Christian Nowke
Das Buch verspricht eine Einführung in die Grafik Programmierung mit Cg. Hierbei wird versucht, die heutigen Möglichkeiten aktueller Grafikkarten mit ihren programmierbaren Fähigkeiten zu erläutern und einen Einstieg in das Thema zu bieten. Das Buch beschreibt in ca. 300 Seiten die Grundlagen um eindrucksvolle visuelle Effekte in Szenen einzubinden. Beginnend mit einem kurzen Überblick der gängigen 3D Pipelines OpenGL und Direct3D zeigt das Buch, wo Shader – Programmierung ansetzt und was die ursprünglichen Ideen und Konzepte sind, die zur Entwicklung von Cg beigetragen haben.

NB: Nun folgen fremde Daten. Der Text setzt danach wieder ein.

//! Base-62 id conversion handlers

use anyhow::{Context, Result};
use num_bigint::BigUint;

use shopcode::base62;

/// Print the integer id behind a base-62 string
pub fn id(encoded: &str) -> Result<()> {
    let id = base62::decode(encoded)?;
    println!("{}", id);
    Ok(())
}

/// Print the base-62 form of an integer id
pub fn encode(id: &str) -> Result<()> {
    let id: BigUint = id
        .parse()
        .with_context(|| format!("Invalid integer id: {}", id))?;
    println!("{}", base62::encode(&id));
    Ok(())
}

#[cfg(test)]
mod tests {
    use super::*;

    #[test]
    fn test_id_accepts_base62() {
        id("2NV").unwrap();
    }

    #[test]
    fn test_id_rejects_bad_symbols() {
        assert!(id("2N!").is_err());
    }

    #[test]
    fn test_encode_accepts_decimal() {
        encode("10783").unwrap();
    }

    #[test]
    fn test_encode_accepts_huge_ids() {
        encode("340282366920938463463374607431768211455").unwrap();
    }

    #[test]
    fn test_encode_rejects_non_numeric() {
        assert!(encode("ten").is_err());
    }
}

Die Autoren Randima Fernando und Mark J. Kilgard haben diese Einführung in 10 Kapitel mit steigendem Schwierigkeitsgrad eingeteilt. Als erstes werden einfache Shader mit Cg hergeleitet, die keine große Funktionalität bieten als z.B. ein Dreieck zu rendern. Aufbauend werden immer komplexerer Programme entwickelt, die auf den vorherigen Kapiteln mehr Funktionalität einfügen. Es wird sehr viel wert darauf gelegt die Mathematik hinter den Verfahren zu zeigen (die mit vielen anschaulichen Skizzen gut verdeutlicht wird) und dadurch gezeigt wie einfach daraus der eigentlich Source Code des Shaders herzuleiten ist.

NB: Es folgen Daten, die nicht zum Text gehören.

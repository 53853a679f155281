//! Item metadata documents
//!
//! The text recovered from an item payload is a YAML rendering of the
//! item's metadata. The fields the resolver cares about all live under
//! the top-level `meta` mapping:
//!
//! ```yaml
//! meta:
//!   display-name: '"My Sword"'
//!   title: An Adventure
//!   stored-enchants:
//!     minecraft:sharpness: 5
//! ```
//!
//! [`ItemMeta`] keeps both the parsed tree and the original source text,
//! so callers can inspect the document exactly as it was stored.

use serde_yaml::Value;

/// Errors that can occur while parsing item metadata
#[derive(Debug, thiserror::Error)]
pub enum MetaError {
    #[error("Failed to parse YAML: {0}")]
    YamlParse(#[from] serde_yaml::Error),
}

/// Parsed item metadata document
#[derive(Debug, Clone)]
pub struct ItemMeta {
    source: String,
    root: Value,
}

impl ItemMeta {
    /// Parse a YAML document into an `ItemMeta`.
    pub fn from_yaml(text: &str) -> Result<Self, MetaError> {
        let root: Value = serde_yaml::from_str(text)?;
        Ok(Self {
            source: text.to_string(),
            root,
        })
    }

    /// Original YAML text, exactly as stored
    pub fn source(&self) -> &str {
        &self.source
    }

    /// `meta.display-name`, when present and scalar
    pub fn display_name(&self) -> Option<String> {
        self.meta_field("display-name")
    }

    /// `meta.title`, when present and scalar
    pub fn title(&self) -> Option<String> {
        self.meta_field("title")
    }

    /// `meta.stored-enchants` mapping, when present
    pub fn stored_enchants(&self) -> Option<&serde_yaml::Mapping> {
        self.root.get("meta")?.get("stored-enchants")?.as_mapping()
    }

    fn meta_field(&self, key: &str) -> Option<String> {
        scalar_string(self.root.get("meta")?.get(key)?)
    }
}

/// String form of a scalar node. Mappings and sequences have none.
pub(crate) fn scalar_string(value: &Value) -> Option<String> {
    match value {
        Value::String(text) => Some(text.clone()),
        Value::Number(number) => Some(number.to_string()),
        Value::Bool(flag) => Some(flag.to_string()),
        _ => None,
    }
}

Persönlicher Eindruck: Das Buch hat mir gut gefallen. Besonders, dass mathematische Konzepte dargestellt und anschaulich erklärt werden. Dieses Buch stellt einen guten Ansatzpunkt für werdende Shaderentwickler dar. Allerdings werden fortgeschrittene Shaderprogrammierer wenig neue Ansätze kennen lernen, da sich das Buch definitiv an Einsteiger mit wenig Vorkenntnissen richtet. Es werden keine Vorkenntnisse in Programmierung vorausgesetzt, obwohl öfters auf die Syntaktische / Semantische Ähnlichkeit zu C verwiesen wird. Das Buch beschreibt keine OpenGL/Direct3D spezifischen Implementierungen und orientiert sich allein auf Cg was den direkten Einstieg im Wesentlichen erleichtert.

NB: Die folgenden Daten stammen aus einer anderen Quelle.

//! SQLite implementation using rusqlite (synchronous).
//!
//! The `items` table matches the layout the shop plugin writes:
//! `id INTEGER PRIMARY KEY, code TEXT NOT NULL`, where `code` holds the
//! base64-encoded serialized payload.

use rusqlite::{params, Connection, OptionalExtension};
use std::path::Path;

use shopcode::{ItemRecord, RecordStore, StoreError, StoreResult};

/// Default database location
pub const DEFAULT_DB_PATH: &str = "items.db";

/// SQLite-backed item database
#[derive(Debug)]
pub struct SqliteDb {
    conn: Connection,
}

impl SqliteDb {
    /// Open or create the database
    pub fn open<P: AsRef<Path>>(path: P) -> Result<Self, rusqlite::Error> {
        let conn = Connection::open(path.as_ref())?;
        Ok(Self { conn })
    }

    /// Open an in-memory database (for testing)
    pub fn open_in_memory() -> Result<Self, rusqlite::Error> {
        let conn = Connection::open_in_memory()?;
        Ok(Self { conn })
    }

    /// Initialize the database schema
    pub fn init(&self) -> StoreResult<()> {
        self.conn
            .execute_batch(
                r#"
            CREATE TABLE IF NOT EXISTS items (
                id INTEGER PRIMARY KEY,
                code TEXT NOT NULL
            );
            "#,
            )
            .map_err(|e| StoreError::Database(e.to_string()))?;
        Ok(())
    }

    /// Number of item records
    pub fn item_count(&self) -> StoreResult<i64> {
        self.conn
            .query_row("SELECT COUNT(*) FROM items", [], |row| row.get(0))
            .map_err(|e| StoreError::Database(e.to_string()))
    }

    /// Smallest and largest record id, when any records exist
    pub fn id_range(&self) -> StoreResult<Option<(i64, i64)>> {
        let range: (Option<i64>, Option<i64>) = self
            .conn
            .query_row("SELECT MIN(id), MAX(id) FROM items", [], |row| {
                Ok((row.get(0)?, row.get(1)?))
            })
            .map_err(|e| StoreError::Database(e.to_string()))?;
        match range {
            (Some(min), Some(max)) => Ok(Some((min, max))),
            _ => Ok(None),
        }
    }
}

impl RecordStore for SqliteDb {
    fn lookup(&self, id: i64) -> StoreResult<Option<ItemRecord>> {
        self.conn
            .query_row(
                "SELECT id, code FROM items WHERE id = ?1",
                params![id],
                |row| {
                    Ok(ItemRecord {
                        id: row.get(0)?,
                        payload: row.get(1)?,
                    })
                },
            )
            .optional()
            .map_err(|e| StoreError::Database(e.to_string()))
    }
}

Fazit: Das Buch sollte jeder gelesen haben, der in die Shader Entwicklung mit Cg einsteigen will. Für fortgeschrittene Entwickler ist dieses Buch nicht geeignet, da es sich mit den konzeptuellen Grundlagen beschäftigt und keine prinzipiellen Rendering Algorithmen ausreichen deckt. An der Stelle sei auf die Shader X Reihe hingewiesen, die den fortgeschrittenen Lesern einiges mehr bietet.